● **Work required**: Number of lines with the string "filename" in the entries below: report it, and nothing besides.

:::::

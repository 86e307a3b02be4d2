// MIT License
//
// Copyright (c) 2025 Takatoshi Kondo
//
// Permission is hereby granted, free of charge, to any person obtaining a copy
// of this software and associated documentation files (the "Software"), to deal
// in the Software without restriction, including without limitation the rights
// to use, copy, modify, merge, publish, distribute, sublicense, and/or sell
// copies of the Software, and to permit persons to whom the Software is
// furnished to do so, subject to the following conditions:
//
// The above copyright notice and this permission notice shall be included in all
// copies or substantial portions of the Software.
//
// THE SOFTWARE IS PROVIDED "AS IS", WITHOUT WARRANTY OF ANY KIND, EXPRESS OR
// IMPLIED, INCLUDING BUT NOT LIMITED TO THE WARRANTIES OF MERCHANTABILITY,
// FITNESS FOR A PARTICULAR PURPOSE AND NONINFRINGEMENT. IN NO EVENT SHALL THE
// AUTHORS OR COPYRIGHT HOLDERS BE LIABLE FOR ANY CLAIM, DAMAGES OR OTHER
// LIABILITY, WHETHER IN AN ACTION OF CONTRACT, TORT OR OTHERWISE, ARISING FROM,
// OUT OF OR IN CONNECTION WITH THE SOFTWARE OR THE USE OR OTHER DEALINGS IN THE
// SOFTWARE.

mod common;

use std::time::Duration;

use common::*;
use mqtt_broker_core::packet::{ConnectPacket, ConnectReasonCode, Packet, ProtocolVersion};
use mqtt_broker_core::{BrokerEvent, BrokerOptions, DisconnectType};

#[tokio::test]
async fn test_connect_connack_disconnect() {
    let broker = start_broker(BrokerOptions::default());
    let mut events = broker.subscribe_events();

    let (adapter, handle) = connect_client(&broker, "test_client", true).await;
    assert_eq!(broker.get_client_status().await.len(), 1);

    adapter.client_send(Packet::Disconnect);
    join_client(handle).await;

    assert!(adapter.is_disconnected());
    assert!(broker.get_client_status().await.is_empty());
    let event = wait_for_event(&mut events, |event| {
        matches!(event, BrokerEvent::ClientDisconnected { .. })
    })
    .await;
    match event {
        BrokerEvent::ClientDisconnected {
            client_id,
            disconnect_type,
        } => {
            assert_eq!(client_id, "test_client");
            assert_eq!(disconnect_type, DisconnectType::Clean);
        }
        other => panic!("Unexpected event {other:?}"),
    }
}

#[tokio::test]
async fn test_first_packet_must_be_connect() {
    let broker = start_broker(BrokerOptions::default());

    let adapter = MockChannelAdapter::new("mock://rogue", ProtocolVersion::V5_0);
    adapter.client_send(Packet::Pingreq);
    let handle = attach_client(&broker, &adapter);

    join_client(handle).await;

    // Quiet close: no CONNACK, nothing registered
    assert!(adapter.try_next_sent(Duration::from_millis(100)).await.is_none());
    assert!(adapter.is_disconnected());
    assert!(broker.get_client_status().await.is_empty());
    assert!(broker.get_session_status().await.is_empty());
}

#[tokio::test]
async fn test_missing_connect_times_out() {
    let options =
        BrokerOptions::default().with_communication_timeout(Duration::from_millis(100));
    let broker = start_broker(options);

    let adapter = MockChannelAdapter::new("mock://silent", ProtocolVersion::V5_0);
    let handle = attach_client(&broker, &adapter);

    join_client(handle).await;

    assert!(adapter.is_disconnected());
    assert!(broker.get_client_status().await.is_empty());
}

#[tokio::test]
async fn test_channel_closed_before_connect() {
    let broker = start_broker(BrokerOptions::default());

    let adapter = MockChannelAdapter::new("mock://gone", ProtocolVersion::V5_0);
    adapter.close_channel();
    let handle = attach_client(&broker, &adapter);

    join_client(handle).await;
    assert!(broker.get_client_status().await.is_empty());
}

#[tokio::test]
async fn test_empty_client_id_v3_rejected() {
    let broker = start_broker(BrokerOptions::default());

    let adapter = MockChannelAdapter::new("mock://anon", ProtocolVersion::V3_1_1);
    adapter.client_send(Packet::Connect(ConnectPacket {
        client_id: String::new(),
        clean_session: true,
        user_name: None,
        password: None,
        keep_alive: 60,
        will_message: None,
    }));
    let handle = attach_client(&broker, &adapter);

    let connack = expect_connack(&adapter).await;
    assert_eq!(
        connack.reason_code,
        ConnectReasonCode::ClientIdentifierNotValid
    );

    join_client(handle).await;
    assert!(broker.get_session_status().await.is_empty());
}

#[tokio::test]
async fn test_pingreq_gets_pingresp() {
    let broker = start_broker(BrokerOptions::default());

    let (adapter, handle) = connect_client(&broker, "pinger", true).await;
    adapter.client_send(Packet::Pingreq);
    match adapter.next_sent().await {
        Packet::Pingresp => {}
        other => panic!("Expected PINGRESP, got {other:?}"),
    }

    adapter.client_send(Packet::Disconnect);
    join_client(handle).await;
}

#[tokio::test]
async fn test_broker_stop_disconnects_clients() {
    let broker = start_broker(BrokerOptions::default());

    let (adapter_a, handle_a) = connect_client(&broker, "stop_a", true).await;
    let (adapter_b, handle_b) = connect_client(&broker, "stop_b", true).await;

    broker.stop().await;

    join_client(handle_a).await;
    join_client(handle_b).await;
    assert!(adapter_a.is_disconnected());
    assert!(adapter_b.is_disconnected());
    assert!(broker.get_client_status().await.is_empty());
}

:::::

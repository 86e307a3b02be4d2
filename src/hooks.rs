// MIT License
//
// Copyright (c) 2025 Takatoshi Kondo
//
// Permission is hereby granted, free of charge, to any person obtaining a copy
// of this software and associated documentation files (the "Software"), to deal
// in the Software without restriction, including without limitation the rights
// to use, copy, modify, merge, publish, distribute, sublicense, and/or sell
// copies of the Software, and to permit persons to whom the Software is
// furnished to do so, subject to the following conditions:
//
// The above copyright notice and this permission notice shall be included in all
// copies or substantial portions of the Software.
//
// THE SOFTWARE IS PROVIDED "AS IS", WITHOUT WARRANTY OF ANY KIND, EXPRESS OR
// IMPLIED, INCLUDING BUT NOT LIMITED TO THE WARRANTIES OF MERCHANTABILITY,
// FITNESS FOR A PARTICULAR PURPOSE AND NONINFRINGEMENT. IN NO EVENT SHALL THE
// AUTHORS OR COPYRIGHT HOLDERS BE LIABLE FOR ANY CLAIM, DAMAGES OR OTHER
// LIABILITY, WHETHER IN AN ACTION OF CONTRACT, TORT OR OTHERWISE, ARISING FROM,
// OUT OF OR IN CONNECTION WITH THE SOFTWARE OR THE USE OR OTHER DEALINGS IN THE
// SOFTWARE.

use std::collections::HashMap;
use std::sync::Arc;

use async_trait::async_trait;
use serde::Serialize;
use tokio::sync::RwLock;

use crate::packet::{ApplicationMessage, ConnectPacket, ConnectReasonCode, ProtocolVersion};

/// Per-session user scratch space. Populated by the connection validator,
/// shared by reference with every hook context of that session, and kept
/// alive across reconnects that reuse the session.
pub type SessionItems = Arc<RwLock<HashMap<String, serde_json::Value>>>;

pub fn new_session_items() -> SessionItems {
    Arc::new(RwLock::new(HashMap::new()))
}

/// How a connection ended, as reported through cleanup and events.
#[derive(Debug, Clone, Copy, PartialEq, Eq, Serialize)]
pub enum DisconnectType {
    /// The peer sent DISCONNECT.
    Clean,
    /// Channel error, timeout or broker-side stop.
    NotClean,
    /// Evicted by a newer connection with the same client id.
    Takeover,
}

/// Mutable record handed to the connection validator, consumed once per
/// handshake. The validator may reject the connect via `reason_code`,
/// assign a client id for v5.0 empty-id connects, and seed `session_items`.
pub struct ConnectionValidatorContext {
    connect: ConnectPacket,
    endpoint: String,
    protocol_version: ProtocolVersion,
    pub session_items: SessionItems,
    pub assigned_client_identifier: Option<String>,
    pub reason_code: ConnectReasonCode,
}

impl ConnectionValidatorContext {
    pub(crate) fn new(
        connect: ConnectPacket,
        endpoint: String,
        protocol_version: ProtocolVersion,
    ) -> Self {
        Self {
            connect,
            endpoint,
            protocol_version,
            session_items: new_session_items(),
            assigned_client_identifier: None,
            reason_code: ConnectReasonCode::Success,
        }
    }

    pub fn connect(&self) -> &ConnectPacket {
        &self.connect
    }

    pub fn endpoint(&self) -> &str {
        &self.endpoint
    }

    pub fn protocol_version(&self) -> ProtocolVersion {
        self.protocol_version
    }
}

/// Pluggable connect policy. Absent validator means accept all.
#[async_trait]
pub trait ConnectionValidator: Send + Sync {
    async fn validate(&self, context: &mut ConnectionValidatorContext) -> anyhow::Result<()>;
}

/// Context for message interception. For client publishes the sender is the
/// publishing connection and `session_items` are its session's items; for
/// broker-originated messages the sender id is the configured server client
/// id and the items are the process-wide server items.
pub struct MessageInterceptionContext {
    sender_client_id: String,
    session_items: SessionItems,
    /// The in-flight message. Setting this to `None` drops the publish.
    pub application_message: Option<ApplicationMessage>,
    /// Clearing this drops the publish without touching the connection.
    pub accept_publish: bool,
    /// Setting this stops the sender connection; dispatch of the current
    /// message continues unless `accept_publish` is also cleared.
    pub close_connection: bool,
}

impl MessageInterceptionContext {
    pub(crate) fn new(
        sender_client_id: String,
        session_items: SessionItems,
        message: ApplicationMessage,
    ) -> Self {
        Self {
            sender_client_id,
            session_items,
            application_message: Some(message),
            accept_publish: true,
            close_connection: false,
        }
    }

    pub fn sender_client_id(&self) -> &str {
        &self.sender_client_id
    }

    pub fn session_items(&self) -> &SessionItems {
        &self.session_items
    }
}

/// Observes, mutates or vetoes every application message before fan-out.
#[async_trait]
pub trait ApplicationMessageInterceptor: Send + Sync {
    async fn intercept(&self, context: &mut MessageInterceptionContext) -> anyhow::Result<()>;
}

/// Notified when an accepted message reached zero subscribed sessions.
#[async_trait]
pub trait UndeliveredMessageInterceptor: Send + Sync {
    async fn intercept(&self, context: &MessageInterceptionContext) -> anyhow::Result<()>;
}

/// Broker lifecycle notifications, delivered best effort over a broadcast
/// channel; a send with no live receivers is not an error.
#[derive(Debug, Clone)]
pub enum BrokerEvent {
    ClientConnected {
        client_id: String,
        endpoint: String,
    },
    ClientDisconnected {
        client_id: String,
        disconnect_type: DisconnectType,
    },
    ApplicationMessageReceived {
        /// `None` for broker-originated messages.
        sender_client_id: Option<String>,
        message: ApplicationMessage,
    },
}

:::::

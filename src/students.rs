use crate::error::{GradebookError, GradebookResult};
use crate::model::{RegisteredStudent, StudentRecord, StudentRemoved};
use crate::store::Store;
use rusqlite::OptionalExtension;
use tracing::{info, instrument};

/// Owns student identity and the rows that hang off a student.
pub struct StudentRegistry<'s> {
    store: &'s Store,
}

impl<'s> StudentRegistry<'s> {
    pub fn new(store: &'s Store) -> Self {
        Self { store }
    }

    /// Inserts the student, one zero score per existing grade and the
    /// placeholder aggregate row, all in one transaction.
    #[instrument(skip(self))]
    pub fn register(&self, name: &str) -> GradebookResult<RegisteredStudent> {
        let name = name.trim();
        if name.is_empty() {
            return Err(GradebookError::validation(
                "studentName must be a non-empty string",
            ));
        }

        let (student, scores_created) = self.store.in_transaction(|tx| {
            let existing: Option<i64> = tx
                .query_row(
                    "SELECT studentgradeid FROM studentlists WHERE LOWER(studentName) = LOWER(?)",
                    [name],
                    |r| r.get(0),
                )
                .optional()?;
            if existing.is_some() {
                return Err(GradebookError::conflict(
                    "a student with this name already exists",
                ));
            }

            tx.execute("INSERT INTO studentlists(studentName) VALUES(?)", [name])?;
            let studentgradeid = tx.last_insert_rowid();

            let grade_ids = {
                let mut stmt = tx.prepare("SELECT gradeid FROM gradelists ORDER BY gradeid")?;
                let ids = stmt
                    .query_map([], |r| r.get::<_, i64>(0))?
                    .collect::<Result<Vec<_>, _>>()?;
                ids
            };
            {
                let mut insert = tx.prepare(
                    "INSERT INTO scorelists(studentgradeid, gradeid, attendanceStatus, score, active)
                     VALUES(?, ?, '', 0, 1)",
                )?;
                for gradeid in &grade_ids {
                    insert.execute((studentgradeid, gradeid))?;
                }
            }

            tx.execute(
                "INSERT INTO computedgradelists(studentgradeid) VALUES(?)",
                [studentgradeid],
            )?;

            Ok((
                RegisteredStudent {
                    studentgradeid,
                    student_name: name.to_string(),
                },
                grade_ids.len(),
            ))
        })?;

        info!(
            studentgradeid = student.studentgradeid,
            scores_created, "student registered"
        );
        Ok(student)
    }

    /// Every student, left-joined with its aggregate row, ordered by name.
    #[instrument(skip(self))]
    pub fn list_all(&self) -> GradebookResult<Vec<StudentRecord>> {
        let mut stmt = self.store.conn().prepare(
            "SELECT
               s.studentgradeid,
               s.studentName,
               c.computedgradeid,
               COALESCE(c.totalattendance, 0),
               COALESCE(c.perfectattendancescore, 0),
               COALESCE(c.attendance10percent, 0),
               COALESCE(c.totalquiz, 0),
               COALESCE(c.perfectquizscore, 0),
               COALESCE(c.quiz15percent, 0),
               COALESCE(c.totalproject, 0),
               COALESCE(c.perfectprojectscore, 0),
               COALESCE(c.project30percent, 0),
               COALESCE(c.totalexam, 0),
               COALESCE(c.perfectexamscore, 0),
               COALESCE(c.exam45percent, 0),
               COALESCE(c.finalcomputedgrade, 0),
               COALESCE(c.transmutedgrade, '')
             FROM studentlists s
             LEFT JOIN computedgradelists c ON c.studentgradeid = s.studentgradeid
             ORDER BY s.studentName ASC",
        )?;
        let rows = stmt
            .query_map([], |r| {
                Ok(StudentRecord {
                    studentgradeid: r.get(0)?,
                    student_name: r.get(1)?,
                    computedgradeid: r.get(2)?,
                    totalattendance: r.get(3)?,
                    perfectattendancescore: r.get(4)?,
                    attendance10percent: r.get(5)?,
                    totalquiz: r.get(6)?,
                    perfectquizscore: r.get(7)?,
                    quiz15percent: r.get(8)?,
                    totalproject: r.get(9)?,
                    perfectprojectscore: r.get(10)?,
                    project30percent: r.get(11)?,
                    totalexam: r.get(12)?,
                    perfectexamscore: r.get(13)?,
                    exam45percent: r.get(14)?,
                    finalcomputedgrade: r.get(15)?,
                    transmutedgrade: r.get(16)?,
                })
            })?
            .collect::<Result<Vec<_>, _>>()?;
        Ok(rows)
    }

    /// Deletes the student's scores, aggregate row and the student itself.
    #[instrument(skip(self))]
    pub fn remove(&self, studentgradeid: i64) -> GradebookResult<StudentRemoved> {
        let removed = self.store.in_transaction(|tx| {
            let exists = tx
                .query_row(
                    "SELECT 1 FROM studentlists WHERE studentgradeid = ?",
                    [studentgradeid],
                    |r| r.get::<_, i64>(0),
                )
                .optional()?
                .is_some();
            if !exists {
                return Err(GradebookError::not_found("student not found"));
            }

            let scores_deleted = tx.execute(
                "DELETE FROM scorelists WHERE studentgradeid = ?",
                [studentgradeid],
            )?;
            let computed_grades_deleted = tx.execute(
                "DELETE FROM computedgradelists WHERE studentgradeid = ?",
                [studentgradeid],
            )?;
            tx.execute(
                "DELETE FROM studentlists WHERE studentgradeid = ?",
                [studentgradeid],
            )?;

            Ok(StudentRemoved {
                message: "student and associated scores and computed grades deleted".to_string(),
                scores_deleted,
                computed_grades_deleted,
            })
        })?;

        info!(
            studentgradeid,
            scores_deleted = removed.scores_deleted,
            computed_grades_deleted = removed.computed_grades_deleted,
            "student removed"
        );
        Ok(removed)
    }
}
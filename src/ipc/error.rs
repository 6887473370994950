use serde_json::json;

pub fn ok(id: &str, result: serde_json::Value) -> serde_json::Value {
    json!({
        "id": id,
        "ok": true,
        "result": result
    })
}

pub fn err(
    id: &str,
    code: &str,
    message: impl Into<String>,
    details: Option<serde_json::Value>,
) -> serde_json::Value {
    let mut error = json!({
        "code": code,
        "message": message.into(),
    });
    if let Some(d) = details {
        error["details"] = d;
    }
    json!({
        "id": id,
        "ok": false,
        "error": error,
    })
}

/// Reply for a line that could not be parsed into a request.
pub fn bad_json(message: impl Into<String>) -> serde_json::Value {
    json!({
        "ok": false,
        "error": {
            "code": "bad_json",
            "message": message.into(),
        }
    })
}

:::::

● **Written answer**: 3